Wednesday, November 25, 2009

Spaces in TeX, part II

Finally back. A while back, I covered spaces in TeX and why they don't always appear. Today's much shorter post will cover a few additional places spaces do not appear. The most obvious place one might expect a space—a vertical one this time—comes from consecutive new lines. The thought goes, if one blank line produces a newline, then surely two blank lines will produce two newlines. This reasoning is incorrect. From before, recall that TeX produces \par tokens when it sees end of line characters in state N. What TeX does with a \par token depends on its mode. There are six different modes, vertical, internal vertical, horizontal, restricted horizontal, math, and display math, but to simplify matters, let's only consider vertical and horizontal. (The internal vertical and restricted horizontal are similar enough to vertical and horizontal for our purpose.) TeX starts in vertical mode and then transitions to horizontal mode (and does things like indentation) to typeset a paragraph. When it sees a \par token, it transitions back to vertical mode. While in vertical mode, \par tokens are ignored. Thus, while two blank lines produce two \par tokens, the first causes TeX to return to vertical mode and the second is ignored. The TeX primitive \vskip or the LaTeX macro \vspace can be used in vertical mode to get additional space, as desired. There are a few other places where TeX ignores spaces, but those are fairly rarely encounted, so I'll only briefly mention them. When TeX expects to see a number, the number can be given as a sequence of digits followed by an optional space. There's actually one place where the optional space is fairly important and that is changing the category code of a character and then using that character immediately. Even less frequently encountered, at least by me, is starting a paragraph with an \hbox causes the paragraph to not be indented. Use of the LaTeX macro \mbox solves this problem, as does starting the paragraph with \indent or \noindent, as desired. And I think that wraps up all I have to say about spaces in TeX.

Friday, October 16, 2009

A quick interlude into fonts

Dealing with fonts in LaTeX is one of the hardest aspects of using it. Fortunately, if one does not want to use Knuth's Computer Modern fonts, there is a very simple way to change font families. Full details are here, but for a publication that requires a Times roman typeface, one should use
\usepackage{mathptmx}
\usepackage[scaled=.92]{helvet}
\usepackage{courier}
which causes the roman and math fonts to be Times, the sans serif fonts to be in Helvetica—scaled so that it matches the other fonts better—and courier for the typewriter family. These three look nice together. In addition, output font encoding can be changed to T1 with
\usepackage[T1]{fontenc}
which is recommended. For more details see the above link

Wednesday, October 14, 2009

Spaces in TeX

Spaces appear all over .tex files but only some of them appear as actual spaces in the output. To understand this, we first need to understand how TeX reads lines of input.

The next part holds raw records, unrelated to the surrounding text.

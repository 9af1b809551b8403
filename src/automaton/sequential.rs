//! Single-threaded sweeps.

use std::sync::Arc;

use super::grid::Grid;
use super::observer::{NoopObserver, TileObserver};
use super::stepping::{ConvergenceFlag, Strategy};
use super::tile::{process_tile, Mode, Tile, TileLattice};
use crate::error::Result;

/// Whole interior as one big tile, row by row.
pub struct Sequential {
    observer: Arc<dyn TileObserver>,
}

impl Sequential {
    pub fn new() -> Self {
        Sequential {
            observer: Arc::new(NoopObserver),
        }
    }

    pub fn with_observer(mut self, observer: Arc<dyn TileObserver>) -> Self {
        self.observer = observer;
        self
    }
}

impl Default for Sequential {
    fn default() -> Self {
        Self::new()
    }
}

impl Strategy for Sequential {
    fn name(&self) -> &'static str {
        "sequential"
    }

    fn sweep(&self, grid: &mut Grid) -> bool {
        let dim = grid.dim();
        let tile = Tile::new(1, 1, dim - 2, dim - 2);
        // SAFETY: exclusive borrow, single thread.
        unsafe { process_tile(grid.shared(), &tile, Mode::Whole, 0, &*self.observer) }
    }
}

/// Tile lattice visited in row-major order, each tile processed whole.
pub struct TiledSequential {
    lattice: TileLattice,
    tiles: Vec<Tile>,
    observer: Arc<dyn TileObserver>,
}

impl TiledSequential {
    pub fn new(dim: usize, tile_width: usize, tile_height: usize) -> Result<Self> {
        let lattice = TileLattice::new(dim, tile_width, tile_height)?;
        let tiles = lattice.tiles();
        Ok(TiledSequential {
            lattice,
            tiles,
            observer: Arc::new(NoopObserver),
        })
    }

    pub fn with_observer(mut self, observer: Arc<dyn TileObserver>) -> Self {
        self.observer = observer;
        self
    }

    pub fn lattice(&self) -> &TileLattice {
        &self.lattice
    }
}

impl Strategy for TiledSequential {
    fn name(&self) -> &'static str {
        "tiled"
    }

    fn dim(&self) -> Option<usize> {
        Some(self.lattice.dim())
    }

    fn sweep(&self, grid: &mut Grid) -> bool {
        assert_eq!(
            grid.dim(),
            self.lattice.dim(),
            "tiled strategy used on a grid of the wrong size"
        );
        let cells = grid.shared();
        let mut changed = ConvergenceFlag::default();
        for tile in &self.tiles {
            // SAFETY: exclusive borrow, single thread, tile inside the interior.
            changed.fold(unsafe { process_tile(cells, tile, Mode::Whole, 0, &*self.observer) });
        }
        changed.changed()
    }
}
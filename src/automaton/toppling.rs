//! The chip-firing rule.
//!
//! A cell holding `v >= 4` grains sends `v / 4` to each of its four axis
//! neighbours and keeps `v % 4`. Only the cell and those four neighbours are
//! touched, which is what makes tile-level parallelism possible.

use super::grid::{Grid, SharedCells};

/// Grains needed for a cell to topple.
pub const THRESHOLD: u32 = 4;

/// Apply the toppling rule to `(y, x)`.
///
/// Returns `true` if the cell toppled.
///
/// Cell values are unbounded `u32`s. A neighbour pushed past `u32::MAX`
/// wraps around modulo 2^32; mass conservation only holds while no cell
/// overflows.
///
/// # Panics
/// If `(y, x)` is not an interior cell.
pub fn topple(grid: &mut Grid, y: usize, x: usize) -> bool {
    assert!(
        grid.is_interior(y, x),
        "cell ({y}, {x}) is not inside a {d}x{d} grid's interior",
        d = grid.dim()
    );
    // SAFETY: exclusive borrow of the grid, and (y, x) is interior so all
    // four neighbours are in bounds.
    unsafe { topple_shared(grid.shared(), y, x) }
}

/// Raw form of [`topple`] used by the tile executor.
///
/// # Safety
/// - `(y, x)` must be an interior cell of the grid behind `cells`
/// - no other thread may access `(y, x)` or its four neighbours during the call
#[inline]
pub(crate) unsafe fn topple_shared(cells: SharedCells<'_>, y: usize, x: usize) -> bool {
    let dim = cells.dim();
    let idx = y * dim + x;
    let centre = cells.cell(idx);
    let value = *centre;
    if value < THRESHOLD {
        return false;
    }

    let share = value / THRESHOLD;
    for neighbour in [idx - 1, idx + 1, idx - dim, idx + dim] {
        let cell = cells.cell(neighbour);
        *cell = (*cell).wrapping_add(share);
    }
    *centre = value % THRESHOLD;
    true
}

When reading input, TeX is in one of three states: state N is when TeX is at the beginning of a new line; state M is when TeX is in the middle of the line; and state S is when TeX is skipping spaces. TeX will discard space characters it sees in any state except for M. Basically, TeX starts in state N and on the first non space character (actually, it's slightly more complicated, but for for the purposes of this post, just consider tabs as spaces), it transitions into state M. While in state M, each character that is read is turned into a token except that control sequences are turned into a single token (again, it's more complicated than that, but this will suffice). Once a space is encountered, a space token is created and TeX enters state S. Again, a nonspace character brings TeX into state M. As an example, consider the line of input:
Hello      \TeX!
TeX begins in state N and then upon reading the H transitions into state M and produces an H token. Then e, l, l, and o tokens are produced in turn.

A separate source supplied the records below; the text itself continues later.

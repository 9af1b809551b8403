//! Phased parallel sweep over a tile lattice.
//!
//! One sweep runs five fork-join steps on a rayon pool:
//!
//! 1. border mode on tiles with (even row, even col)
//! 2. border mode on (odd, even)
//! 3. border mode on (even, odd)
//! 4. border mode on (odd, odd)
//! 5. interior mode on every tile
//!
//! Tiles inside one border step are never lattice-adjacent, so their writes
//! never alias; interior writes never leave their own tile. Each `par_iter`
//! returns only after all of its tiles are done, which is the barrier between
//! steps. No locks are taken on the grid.
//!
//! Because nothing within a step aliases, the result of a sweep does not depend
//! on how tiles are spread across workers.

use std::sync::Arc;

use rayon::prelude::*;
use tracing::debug;

use super::grid::{Grid, SharedCells};
use super::observer::{NoopObserver, TileObserver};
use super::stepping::{ConvergenceFlag, Strategy};
use super::tile::{process_tile, Mode, Phase, Tile, TileLattice};
use crate::error::Result;

pub struct Parallel {
    lattice: TileLattice,
    border_phases: [Vec<Tile>; 4],
    tiles: Vec<Tile>,
    thread_pool: rayon::ThreadPool,
    observer: Arc<dyn TileObserver>,
}

impl Parallel {
    /// Build a parallel strategy for a `dim x dim` grid with its own pool of
    /// `workers` threads. A worker count of 0 is treated as 1.
    pub fn new(dim: usize, tile_width: usize, tile_height: usize, workers: usize) -> Result<Self> {
        let lattice = TileLattice::new(dim, tile_width, tile_height)?;
        debug_assert!(
            lattice.phases_are_disjoint(),
            "border phases alias for tile {tile_width}x{tile_height} on {dim}x{dim}"
        );

        let workers = workers.max(1);
        let thread_pool = rayon::ThreadPoolBuilder::new()
            .num_threads(workers)
            .thread_name(|i| format!("sandpile-worker-{i}"))
            .build()?;
        debug!(dim, tile_width, tile_height, workers, "parallel sweep pool ready");

        let border_phases = Phase::BORDER_ORDER.map(|phase| lattice.phase(phase));
        let tiles = lattice.tiles();
        Ok(Parallel {
            lattice,
            border_phases,
            tiles,
            thread_pool,
            observer: Arc::new(NoopObserver),
        })
    }

    pub fn with_observer(mut self, observer: Arc<dyn TileObserver>) -> Self {
        self.observer = observer;
        self
    }

    pub fn workers(&self) -> usize {
        self.thread_pool.current_num_threads()
    }

    pub fn lattice(&self) -> &TileLattice {
        &self.lattice
    }
}

impl Strategy for Parallel {
    fn name(&self) -> &'static str {
        "parallel"
    }

    fn dim(&self) -> Option<usize> {
        Some(self.lattice.dim())
    }

    fn sweep(&self, grid: &mut Grid) -> bool {
        assert_eq!(
            grid.dim(),
            self.lattice.dim(),
            "parallel strategy used on a grid of the wrong size"
        );
        let cells = grid.shared();
        let observer = &*self.observer;

        self.thread_pool.install(|| {
            let mut changed = ConvergenceFlag::default();
            for tiles in &self.border_phases {
                changed.fold(run_phase(cells, tiles, Mode::Border, observer));
            }
            changed.fold(run_phase(cells, &self.tiles, Mode::Interior, observer));
            changed.changed()
        })
    }
}

/// Process `tiles` concurrently; returns once every tile is done.
fn run_phase(cells: SharedCells<'_>, tiles: &[Tile], mode: Mode, observer: &dyn TileObserver) -> bool {
    tiles
        .par_iter()
        .map(|tile| {
            let worker = rayon::current_thread_index().unwrap_or(0);
            // SAFETY: tiles within one border phase have disjoint write sets and
            // interior passes stay inside their own tile, so no two tasks of
            // this call touch the same cell.
            unsafe { process_tile(cells, tile, mode, worker, observer) }
        })
        // Not `any`: it would stop scheduling tiles after the first change.
        .reduce(|| false, |a, b| a | b)
}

Upon reading the first space, TeX produces a space token and then enters state S. The rest of the spaces up to the \ are ignored. Once TeX reads the \, it will scan the rest of the control sequence and produce a single \TeX token. Finally, TeX produces a ! token. I haven't said what state TeX enters when it scan a control sequence. The answer depends on what type of control sequence it is. If the first character after the \ is not a letter, for example if it's a symbol like @ or #, then TeX produces a token consisting of the control symbol. (For example, the token \@ or \#.) In this case, TeX enters (or remains in) state M. If instead, the first character after the \ is a letter, then TeX reads a control word consisting of the \ and all following letters. TeX then enters state S. This explains why TeX ignores spaces after control words like \TeX or \bf. So in the example above, since \TeX is a control word, TeX will enter state S after reading that control word and then immediately enter state M when it reads the !.

Before we can move on, there are two points I skipped. Before TeX starts processing a line of input, it deletes all space characters at the right of the line and inserts a carriage return character which, by default, is the end of line character. So to conclude the discussion of a single line, we need to know what happens with comment characters and end of line characters. For a comment character, all information on the rest of the input line is thrown away and TeX starts on the next line of input in state N. For an end of line character, TeX throws away all remaining input on the line (just like a comment) and then does one of three things. If TeX is in state N, then it produces a \par token. If TeX is in state M, it produces a space token. If TeX is in state S, it ignores the end of line character.

Let's consider the implications of the handling of the end of line character. In state N, it produces a new paragraph which is why entering a blank line in your TeX source gives you a new paragraph. In State M, it produces a space which is why we can sprinkle newlines (almost) anywhere we like in our source and we get spaces. If spaces are being skipped, for example after a control word (but not a control symbol!), then the end of line does nothing. [Okay, one final lie above, after a control symbol consisting of \ and a space, TeX enters state S. This is so that \ followed by two spaces does not produce two space tokens.] To summarize, when TeX reads a line of input, it
  1. removes trailing spaces and adds a carriage return,
  2. enters state N,
  3. reads characters, creating tokens and changing states as described above until it,
  4. reaches the end of line character which is either turned into a \par token, a space token, or ignored, depending on the current state.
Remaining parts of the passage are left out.